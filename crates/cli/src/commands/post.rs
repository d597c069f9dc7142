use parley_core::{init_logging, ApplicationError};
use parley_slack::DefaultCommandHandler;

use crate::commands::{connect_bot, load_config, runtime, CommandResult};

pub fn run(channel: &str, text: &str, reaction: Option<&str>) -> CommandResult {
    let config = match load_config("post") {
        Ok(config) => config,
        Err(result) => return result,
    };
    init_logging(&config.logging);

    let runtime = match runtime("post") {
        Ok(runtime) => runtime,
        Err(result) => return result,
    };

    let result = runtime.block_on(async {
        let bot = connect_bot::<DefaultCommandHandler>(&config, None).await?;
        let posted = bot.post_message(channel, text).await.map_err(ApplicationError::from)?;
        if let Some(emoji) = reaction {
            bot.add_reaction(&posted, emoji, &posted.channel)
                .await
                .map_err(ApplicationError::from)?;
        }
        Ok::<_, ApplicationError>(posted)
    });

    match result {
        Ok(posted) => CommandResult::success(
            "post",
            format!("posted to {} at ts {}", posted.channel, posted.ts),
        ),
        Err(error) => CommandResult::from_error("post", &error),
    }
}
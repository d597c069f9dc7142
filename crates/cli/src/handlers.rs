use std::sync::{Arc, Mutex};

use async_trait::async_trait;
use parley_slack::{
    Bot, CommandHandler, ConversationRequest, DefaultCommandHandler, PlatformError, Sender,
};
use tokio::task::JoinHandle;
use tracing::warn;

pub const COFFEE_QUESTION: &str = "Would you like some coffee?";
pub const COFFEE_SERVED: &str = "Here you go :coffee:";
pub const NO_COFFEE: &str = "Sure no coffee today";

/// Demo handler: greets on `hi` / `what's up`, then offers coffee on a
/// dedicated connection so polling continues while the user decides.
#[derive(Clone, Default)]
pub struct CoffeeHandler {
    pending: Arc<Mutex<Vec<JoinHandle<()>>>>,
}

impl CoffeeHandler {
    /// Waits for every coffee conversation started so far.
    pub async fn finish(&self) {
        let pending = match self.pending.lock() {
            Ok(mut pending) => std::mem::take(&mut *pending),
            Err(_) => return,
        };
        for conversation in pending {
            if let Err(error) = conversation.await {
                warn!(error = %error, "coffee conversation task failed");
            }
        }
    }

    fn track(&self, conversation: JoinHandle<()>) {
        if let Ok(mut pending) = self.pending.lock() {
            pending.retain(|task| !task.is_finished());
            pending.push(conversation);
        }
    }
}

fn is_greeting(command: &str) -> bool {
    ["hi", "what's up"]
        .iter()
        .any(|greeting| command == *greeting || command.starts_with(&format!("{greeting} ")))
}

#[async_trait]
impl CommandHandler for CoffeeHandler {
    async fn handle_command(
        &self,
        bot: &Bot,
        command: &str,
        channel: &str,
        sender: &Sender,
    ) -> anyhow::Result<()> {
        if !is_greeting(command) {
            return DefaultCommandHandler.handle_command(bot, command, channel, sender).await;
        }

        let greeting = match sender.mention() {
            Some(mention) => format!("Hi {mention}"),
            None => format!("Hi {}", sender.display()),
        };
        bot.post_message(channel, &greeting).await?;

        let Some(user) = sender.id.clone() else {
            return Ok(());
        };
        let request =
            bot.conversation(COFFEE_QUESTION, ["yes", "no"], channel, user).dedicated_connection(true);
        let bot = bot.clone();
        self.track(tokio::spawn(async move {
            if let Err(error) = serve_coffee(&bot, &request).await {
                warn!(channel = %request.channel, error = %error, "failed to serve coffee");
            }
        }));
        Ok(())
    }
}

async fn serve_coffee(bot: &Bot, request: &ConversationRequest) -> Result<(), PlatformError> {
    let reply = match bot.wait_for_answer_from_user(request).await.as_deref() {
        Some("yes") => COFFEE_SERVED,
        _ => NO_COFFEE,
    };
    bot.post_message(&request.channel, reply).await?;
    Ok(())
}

▸ **Your instructions**: Go through the records above and return every line that holds the string "match".

▸ **Solution to the problem**:
    let config = match load_config("post") {
    let runtime = match runtime("post") {
    match result {
        let pending = match self.pending.lock() {
        let greeting = match sender.mention() {
    let reply = match bot.wait_for_answer_from_user(request).await.as_deref() {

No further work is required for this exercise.